Manager russo arrestato a Napoli. Putin: “Rapporti sotto pressione”  

Pubblicato da in data 4 Settembre 2019

Manager russo arrestato a Napoli. Putin: Rapporti sotto pressione

(Afp)

Pubblicato il: 05/09/2019 19:28

Un dirigente dell’impresa statale russa che produce motori è stato arrestato in Italia su richiesta degli Stati Uniti, che lo sospettano di spionaggio industriale. A scriverne è il sito Fontanka.ru citato da ‘The Moscow Times’. Alexander Korshunov, 57 anni, della United Engine Corporation, sussidiaria della statale Rostec sarebbe stato arrestato martedì al suo arrivo a Napoli proveniente da Mosca. Sarebbe accusato di sottrazione di proprietà intellettuale e documenti General Electric per un programma di motori aerei russi, secondo quanto riporta il quotidiano economico Vedomosti. A quanto si apprende, l’uomo era destinatario di un mandato di cattura internazionale dell’Interpol, cosiddetto ‘red notice’, eseguito dalla polizia.

Korshunov si trova nel carcere di Napoli Poggioreale e sta ricevendo tutto il supporto legale necessario secondo quanto previsto dalle norme internazionali, si apprende dal Consolato onorario della Federazione Russa a Napoli che ha collaborato con l’Ambasciata russa in Italia per fornire supporto logistico. L’esecuzione dell’arresto nell’aeroporto internazionale di Napoli Capodichino, dove Korshunov era appena atterrato con la moglie proveniente da Mosca, non ha visto il coinvolgimento di agenti della Questura di Napoli.

“E’ stato accusato di furto di alcuni segreti”, ha commentato il presidente russo Vladimir Putin definendo l’arresto “una competizione non equa”. “Sì, abbiamo un accordo di consulenza con un’impresa italiana.

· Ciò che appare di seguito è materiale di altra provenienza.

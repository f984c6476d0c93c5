//! Stratus CLI — exercise the storage backends from the command line.
//!
//! Configuration comes from the environment (or a `.env` file): set
//! STORAGE_BACKEND plus the OSS_* or LOCAL_STORAGE_* settings.

use std::time::Duration;

use anyhow::Context;
use clap::{Parser, Subcommand};
use serde::Serialize;
use stratus_cli::{human_size, init_tracing};
use stratus_core::{generate_key, Config, Disposition, Filename};
use stratus_storage::{checksum, create_storage, UrlOptions};

#[derive(Parser)]
#[command(name = "stratus", about = "Stratus blob storage CLI")]
struct Cli {
    #[command(subcommand)]
    command: Commands,
}

#[derive(Subcommand)]
enum Commands {
    /// Upload a file
    Upload {
        /// Path to the file to upload
        file: std::path::PathBuf,
        /// Storage key; generated when omitted
        #[arg(long)]
        key: Option<String>,
        /// MIME type of the file
        #[arg(long, default_value = "application/octet-stream")]
        content_type: String,
        /// Requested disposition: inline or attachment
        #[arg(long, default_value = "inline")]
        disposition: String,
    },
    /// Download an object
    Download {
        /// Storage key
        key: String,
        /// Output file; stdout when omitted
        #[arg(long)]
        output: Option<std::path::PathBuf>,
    },
    /// Delete an object
    Delete {
        /// Storage key
        key: String,
    },
    /// Delete every object under a key prefix
    DeletePrefixed {
        /// Key prefix
        prefix: String,
    },
    /// Check whether an object exists
    Exists {
        /// Storage key
        key: String,
    },
    /// Get the size of an object
    Stat {
        /// Storage key
        key: String,
    },
    /// Generate a download URL
    Url {
        /// Storage key
        key: String,
        /// URL validity in seconds (presigned URLs only)
        #[arg(long)]
        expires_in: Option<u64>,
        /// Download filename (backends with disposition control only)
        #[arg(long)]
        filename: Option<String>,
        /// MIME type to serve with
        #[arg(long)]
        content_type: Option<String>,
        /// Requested disposition: inline or attachment
        #[arg(long, default_value = "inline")]
        disposition: String,
    },
    /// Generate a presigned direct-upload URL
    PresignUpload {
        /// Storage key
        key: String,
        /// MIME type the client will send
        #[arg(long, default_value = "application/octet-stream")]
        content_type: String,
        /// Base64 MD5 checksum the client must send
        #[arg(long)]
        checksum: Option<String>,
        /// URL validity in seconds
        #[arg(long)]
        expires_in: Option<u64>,
    },
}

fn print_json(value: &impl Serialize) -> anyhow::Result<()> {
    let out = serde_json::to_string_pretty(value).context("Serialize response")?;
    println!("{}", out);
    Ok(())
}

#[tokio::main]
async fn main() -> anyhow::Result<()> {
    init_tracing();
    dotenvy::dotenv().ok();

    let cli = Cli::parse();

    let config = Config::from_env();
    let storage = create_storage(&config)
        .await
        .context("Failed to create storage backend. Check STORAGE_BACKEND and its settings")?;

    match cli.command {
        Commands::Upload {
            file,
            key,
            content_type,
            disposition,
        } => {
            let disposition: Disposition = disposition.parse()?;
            let data = tokio::fs::read(&file)
                .await
                .with_context(|| format!("Read {}", file.display()))?;
            let checksum = checksum::base64_md5(&data);
            let size = data.len() as u64;

            let filename = file
                .file_name()
                .map(|name| Filename::new(name.to_string_lossy()));
            let key = key.unwrap_or_else(|| {
                generate_key(
                    filename.as_ref(),
                    Some(&content_type),
                    disposition,
                    storage.supports_serving_disposition(),
                )
            });

            storage
                .upload(&key, &content_type, data, Some(checksum.as_str()))
                .await?;

            print_json(&serde_json::json!({
                "key": key,
                "size": size,
                "size_human": human_size(size),
                "checksum": checksum,
            }))?;
        }
        Commands::Download { key, output } => {
            let data = storage.download(&key).await?;
            match output {
                Some(path) => {
                    tokio::fs::write(&path, &data)
                        .await
                        .with_context(|| format!("Write {}", path.display()))?;
                    print_json(&serde_json::json!({
                        "key": key,
                        "output": path,
                        "size": data.len(),
                    }))?;
                }
                None => {
                    use tokio::io::AsyncWriteExt;
                    tokio::io::stdout().write_all(&data).await?;
                }
            }
        }
        Commands::Delete { key } => {
            storage.delete(&key).await?;
            print_json(&serde_json::json!({ "deleted": key }))?;
        }
        Commands::DeletePrefixed { prefix } => {
            storage.delete_prefixed(&prefix).await?;
            print_json(&serde_json::json!({ "deleted_prefix": prefix }))?;
        }
        Commands::Exists { key } => {
            let exists = storage.exists(&key).await?;
            print_json(&serde_json::json!({ "key": key, "exists": exists }))?;
        }
        Commands::Stat { key } => {
            let size = storage.content_length(&key).await?;
            print_json(&serde_json::json!({
                "key": key,
                "size": size,
                "size_human": human_size(size),
            }))?;
        }
        Commands::Url {
            key,
            expires_in,
            filename,
            content_type,
            disposition,
        } => {
            let opts = UrlOptions {
                expires_in: Duration::from_secs(expires_in.unwrap_or(config.url_expiry_secs())),
                disposition: disposition.parse()?,
                filename: filename.map(Filename::new),
                content_type,
            };
            let url = storage.url(&key, &opts).await?;
            print_json(&serde_json::json!({ "key": key, "url": url }))?;
        }
        Commands::PresignUpload {
            key,
            content_type,
            checksum,
            expires_in,
        } => {
            let presigned = storage
                .presign_upload(
                    &key,
                    &content_type,
                    checksum.as_deref(),
                    Duration::from_secs(expires_in.unwrap_or(config.url_expiry_secs())),
                )
                .await?;
            print_json(&presigned)?;
        }
    }

    Ok(())
}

E’ lavoro commerciale aperto, una pratica globale. Ora i partner americani sostengono che qualcosa sia stato rubato”. Secondo il sito Vedemosti, che cita una fonte riservata, una corte italiana dovrebbe esaminare oggi la possibilità di un’ estradizione verso gli Stati Uniti oggi. Korshunov – ha precisato il ministero degli Esteri russo – riceve assistenza legale.

L’arresto, avverte quindi Putin, rischia di avere conseguenze sui rapporti tra Roma e Mosca: “Si tratta di una pratica molto negativa – ha detto, in un riferimento alla possibilità che cittadini russi vengano arrestati in Paesi terzi su richiesta degli Stati Uniti -. Mette sotto pressione le nostre relazioni. Dico questo senza un pizzico di ironia. Noi vediamo spesso che non ci sono basi per queste azioni ostili, ho tutte le ragioni di credere che questo sia spesso collegata alla competizione”.

L’arresto del manager russo è stato poi confermato dalla United Engine Corporation, la sussidiaria della Rostec per cui lavora. I suoi interessi verranno difesi, ha sottolineato un portavoce dell’azienda citato dalla Tass. “Confermiamo che il nostro dipendente è stato arrestato all’estero”, ha dichiarato, escludendo che il fermato possa essere stato coinvolto in attività illegali di qualunque tipo. La società ha annunciato “che farà qualunque cosa possibile per tutelare i suoi interessi”. Intanto a Mosca il ministero degli Esteri ha condannato la decisione definendola un esempio di competizione non equa ed ha assicurato che l’ambasciata a Roma sta monitorando la situazione.